TASK INSTRUCTIONS: The records below should be written out again, exactly.
** RECORD SET follows **
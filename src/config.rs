//! Client configuration and URL assembly.

use std::collections::BTreeMap;
use std::fmt;
use std::time::Duration;

use serde::{Deserialize, Serialize};

use crate::error::{GridError, Result};

pub const SERVICES_PATH: &str = "services";
pub const JOBS_PATH: &str = "jobs";
pub const JOB_STATUS_PATH: &str = "status";
pub const JOB_SEARCH_PATH: &str = "search";
pub const SUBMIT_JOB_PATH: &str = "submitJob";
pub const EVENTS_PATH: &str = "events";

/// How session headers reach the event stream endpoint.
#[derive(Debug, Clone, Copy, Serialize, Deserialize, PartialEq, Eq, Default)]
#[serde(rename_all = "snake_case")]
pub enum EventHeaderMode {
    /// Send headers as real HTTP request headers.
    Headers,
    /// Encode headers as URL query parameters on the events URL.
    #[default]
    QueryString,
}

impl fmt::Display for EventHeaderMode {
    fn fmt(&self, f: &mut fmt::Formatter<'_>) -> fmt::Result {
        match self {
            EventHeaderMode::Headers => write!(f, "headers"),
            EventHeaderMode::QueryString => write!(f, "query_string"),
        }
    }
}

/// Connection settings for one Grid server.
#[derive(Debug, Clone, Serialize, Deserialize, PartialEq)]
#[serde(rename_all = "camelCase")]
pub struct ClientConfig {
    /// Server address or host name.
    pub address: String,
    /// Server port. Omitted from URLs when unset.
    #[serde(default)]
    pub port: Option<u16>,
    /// URL scheme (default: "http").
    #[serde(default = "default_protocol")]
    pub protocol: String,
    /// API root path appended to the server URL (default: empty).
    #[serde(default, rename = "APIRoot", alias = "apiRoot")]
    pub api_root: String,
    /// Headers sent with every request.
    #[serde(default)]
    pub headers: BTreeMap<String, String>,
    /// Per-request timeout in seconds (default: 30, 0 disables it).
    #[serde(default = "default_timeout")]
    pub request_timeout_secs: u64,
    #[serde(default)]
    pub event_header_mode: EventHeaderMode,
}

fn default_protocol() -> String { "http".to_string() }
fn default_timeout() -> u64 { 30 }

impl ClientConfig {
    /// Create a configuration for `address` with every other field defaulted.
    pub fn new(address: impl Into<String>) -> Self {
        Self {
            address: address.into(),
            port: None,
            protocol: default_protocol(),
            api_root: String::new(),
            headers: BTreeMap::new(),
            request_timeout_secs: default_timeout(),
            event_header_mode: EventHeaderMode::default(),
        }
    }

    pub fn with_port(mut self, port: u16) -> Self {
        self.port = Some(port);
        self
    }

    pub fn with_protocol(mut self, protocol: impl Into<String>) -> Self {
        self.protocol = protocol.into();
        self
    }

    pub fn with_api_root(mut self, api_root: impl Into<String>) -> Self {
        self.api_root = api_root.into();
        self
    }

    pub fn with_header(mut self, name: impl Into<String>, value: impl Into<String>) -> Self {
        self.headers.insert(name.into(), value.into());
        self
    }

    pub fn with_event_header_mode(mut self, mode: EventHeaderMode) -> Self {
        self.event_header_mode = mode;
        self
    }

    /// Load configuration from `GRID_*` environment variables.
    ///
    /// A `.env` file in the working directory is loaded first when present.
    /// `GRID_HEADERS` takes comma separated `name=value` pairs.
    pub fn from_env() -> Result<Self> {
        let _ = dotenvy::dotenv();

        let address = std::env::var("GRID_ADDRESS")
            .map_err(|_| GridError::Config("GRID_ADDRESS is not set".to_string()))?;
        let mut config = Self::new(address);

        if let Ok(port) = std::env::var("GRID_PORT") {
            let port = port
                .trim()
                .parse::<u16>()
                .map_err(|e| GridError::Config(format!("invalid GRID_PORT '{}': {}", port, e)))?;
            config.port = Some(port);
        }
        if let Ok(protocol) = std::env::var("GRID_PROTOCOL") {
            config.protocol = protocol;
        }
        if let Ok(api_root) = std::env::var("GRID_API_ROOT") {
            config.api_root = api_root;
        }
        if let Ok(headers) = std::env::var("GRID_HEADERS") {
            config.headers.extend(parse_header_list(&headers)?);
        }

        config.validate()?;
        Ok(config)
    }

    /// Check the configuration for values that can never produce a valid request.
    pub fn validate(&self) -> Result<()> {
        if self.address.trim().is_empty() {
            return Err(GridError::Config("address cannot be empty".to_string()));
        }
        if self.protocol.trim().is_empty() {
            return Err(GridError::Config("protocol cannot be empty".to_string()));
        }
        for (name, value) in &self.headers {
            reqwest::header::HeaderName::from_bytes(name.as_bytes())
                .map_err(|e| GridError::Config(format!("invalid header name '{}': {}", name, e)))?;
            reqwest::header::HeaderValue::from_str(value)
                .map_err(|e| GridError::Config(format!("invalid header value for '{}': {}", name, e)))?;
        }
        Ok(())
    }

    /// `protocol://address[:port]`
    pub fn base_url(&self) -> String {
        match self.port {
            Some(port) => format!("{}://{}:{}", self.protocol, self.address, port),
            None => format!("{}://{}", self.protocol, self.address),
        }
    }

    /// Base URL joined with the API root, if any.
    pub fn root_url(&self) -> String {
        let root = self.api_root.trim_matches('/');
        if root.is_empty() {
            self.base_url()
        } else {
            format!("{}/{}", self.base_url(), root)
        }
    }

    /// Event stream URL, with headers appended as query parameters in
    /// [`EventHeaderMode::QueryString`] mode.
    pub fn events_url(&self) -> String {
        let url = format!("{}/{}", self.root_url(), EVENTS_PATH);
        if self.event_header_mode != EventHeaderMode::QueryString || self.headers.is_empty() {
            return url;
        }
        let query = self
            .headers
            .iter()
            .map(|(k, v)| format!("{}={}", urlencoding::encode(k), urlencoding::encode(v)))
            .collect::<Vec<_>>()
            .join("&");
        format!("{}?{}", url, query)
    }

    /// Request timeout, `None` when disabled.
    pub fn request_timeout(&self) -> Option<Duration> {
        (self.request_timeout_secs > 0).then(|| Duration::from_secs(self.request_timeout_secs))
    }
}

fn parse_header_list(raw: &str) -> Result<BTreeMap<String, String>> {
    let mut headers = BTreeMap::new();
    for pair in raw.split(',').map(str::trim).filter(|p| !p.is_empty()) {
        let (name, value) = pair
            .split_once('=')
            .ok_or_else(|| GridError::Config(format!("invalid header entry '{}'", pair)))?;
        headers.insert(name.trim().to_string(), value.trim().to_string());
    }
    Ok(headers)
}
** End of RECORD SET **
RESPONSE FOR THIS EXERCISE:
filename src/config.rs
//! Client configuration and URL assembly.

use std::collections::BTreeMap;
use std::fmt;
use std::time::Duration;

use serde::{Deserialize, Serialize};

use crate::error::{GridError, Result};

pub const SERVICES_PATH: &str = "services";
pub const JOBS_PATH: &str = "jobs";
pub const JOB_STATUS_PATH: &str = "status";
pub const JOB_SEARCH_PATH: &str = "search";
pub const SUBMIT_JOB_PATH: &str = "submitJob";
pub const EVENTS_PATH: &str = "events";

/// How session headers reach the event stream endpoint.
#[derive(Debug, Clone, Copy, Serialize, Deserialize, PartialEq, Eq, Default)]
#[serde(rename_all = "snake_case")]
pub enum EventHeaderMode {
    /// Send headers as real HTTP request headers.
    Headers,
    /// Encode headers as URL query parameters on the events URL.
    #[default]
    QueryString,
}

impl fmt::Display for EventHeaderMode {
    fn fmt(&self, f: &mut fmt::Formatter<'_>) -> fmt::Result {
        match self {
            EventHeaderMode::Headers => write!(f, "headers"),
            EventHeaderMode::QueryString => write!(f, "query_string"),
        }
    }
}

/// Connection settings for one Grid server.
#[derive(Debug, Clone, Serialize, Deserialize, PartialEq)]
#[serde(rename_all = "camelCase")]
pub struct ClientConfig {
    /// Server address or host name.
    pub address: String,
    /// Server port. Omitted from URLs when unset.
    #[serde(default)]
    pub port: Option<u16>,
    /// URL scheme (default: "http").
    #[serde(default = "default_protocol")]
    pub protocol: String,
    /// API root path appended to the server URL (default: empty).
    #[serde(default, rename = "APIRoot", alias = "apiRoot")]
    pub api_root: String,
    /// Headers sent with every request.
    #[serde(default)]
    pub headers: BTreeMap<String, String>,
    /// Per-request timeout in seconds (default: 30, 0 disables it).
    #[serde(default = "default_timeout")]
    pub request_timeout_secs: u64,
    #[serde(default)]
    pub event_header_mode: EventHeaderMode,
}

fn default_protocol() -> String { "http".to_string() }
fn default_timeout() -> u64 { 30 }

impl ClientConfig {
    /// Create a configuration for `address` with every other field defaulted.
    pub fn new(address: impl Into<String>) -> Self {
        Self {
            address: address.into(),
            port: None,
            protocol: default_protocol(),
            api_root: String::new(),
            headers: BTreeMap::new(),
            request_timeout_secs: default_timeout(),
            event_header_mode: EventHeaderMode::default(),
        }
    }

    pub fn with_port(mut self, port: u16) -> Self {
        self.port = Some(port);
        self
    }

    pub fn with_protocol(mut self, protocol: impl Into<String>) -> Self {
        self.protocol = protocol.into();
        self
    }

    pub fn with_api_root(mut self, api_root: impl Into<String>) -> Self {
        self.api_root = api_root.into();
        self
    }

    pub fn with_header(mut self, name: impl Into<String>, value: impl Into<String>) -> Self {
        self.headers.insert(name.into(), value.into());
        self
    }

    pub fn with_event_header_mode(mut self, mode: EventHeaderMode) -> Self {
        self.event_header_mode = mode;
        self
    }

    /// Load configuration from `GRID_*` environment variables.
    ///
    /// A `.env` file in the working directory is loaded first when present.
    /// `GRID_HEADERS` takes comma separated `name=value` pairs.
    pub fn from_env() -> Result<Self> {
        let _ = dotenvy::dotenv();

        let address = std::env::var("GRID_ADDRESS")
            .map_err(|_| GridError::Config("GRID_ADDRESS is not set".to_string()))?;
        let mut config = Self::new(address);

        if let Ok(port) = std::env::var("GRID_PORT") {
            let port = port
                .trim()
                .parse::<u16>()
                .map_err(|e| GridError::Config(format!("invalid GRID_PORT '{}': {}", port, e)))?;
            config.port = Some(port);
        }
        if let Ok(protocol) = std::env::var("GRID_PROTOCOL") {
            config.protocol = protocol;
        }
        if let Ok(api_root) = std::env::var("GRID_API_ROOT") {
            config.api_root = api_root;
        }
        if let Ok(headers) = std::env::var("GRID_HEADERS") {
            config.headers.extend(parse_header_list(&headers)?);
        }

        config.validate()?;
        Ok(config)
    }

    /// Check the configuration for values that can never produce a valid request.
    pub fn validate(&self) -> Result<()> {
        if self.address.trim().is_empty() {
            return Err(GridError::Config("address cannot be empty".to_string()));
        }
        if self.protocol.trim().is_empty() {
            return Err(GridError::Config("protocol cannot be empty".to_string()));
        }
        for (name, value) in &self.headers {
            reqwest::header::HeaderName::from_bytes(name.as_bytes())
                .map_err(|e| GridError::Config(format!("invalid header name '{}': {}", name, e)))?;
            reqwest::header::HeaderValue::from_str(value)
                .map_err(|e| GridError::Config(format!("invalid header value for '{}': {}", name, e)))?;
        }
        Ok(())
    }

    /// `protocol://address[:port]`
    pub fn base_url(&self) -> String {
        match self.port {
            Some(port) => format!("{}://{}:{}", self.protocol, self.address, port),
            None => format!("{}://{}", self.protocol, self.address),
        }
    }

    /// Base URL joined with the API root, if any.
    pub fn root_url(&self) -> String {
        let root = self.api_root.trim_matches('/');
        if root.is_empty() {
            self.base_url()
        } else {
            format!("{}/{}", self.base_url(), root)
        }
    }

    /// Event stream URL, with headers appended as query parameters in
    /// [`EventHeaderMode::QueryString`] mode.
    pub fn events_url(&self) -> String {
        let url = format!("{}/{}", self.root_url(), EVENTS_PATH);
        if self.event_header_mode != EventHeaderMode::QueryString || self.headers.is_empty() {
            return url;
        }
        let query = self
            .headers
            .iter()
            .map(|(k, v)| format!("{}={}", urlencoding::encode(k), urlencoding::encode(v)))
            .collect::<Vec<_>>()
            .join("&");
        format!("{}?{}", url, query)
    }

    /// Request timeout, `None` when disabled.
    pub fn request_timeout(&self) -> Option<Duration> {
        (self.request_timeout_secs > 0).then(|| Duration::from_secs(self.request_timeout_secs))
    }
}

fn parse_header_list(raw: &str) -> Result<BTreeMap<String, String>> {
    let mut headers = BTreeMap::new();
    for pair in raw.split(',').map(str::trim).filter(|p| !p.is_empty()) {
        let (name, value) = pair
            .split_once('=')
            .ok_or_else(|| GridError::Config(format!("invalid header entry '{}'", pair)))?;
        headers.insert(name.trim().to_string(), value.trim().to_string());
    }
    Ok(headers)
}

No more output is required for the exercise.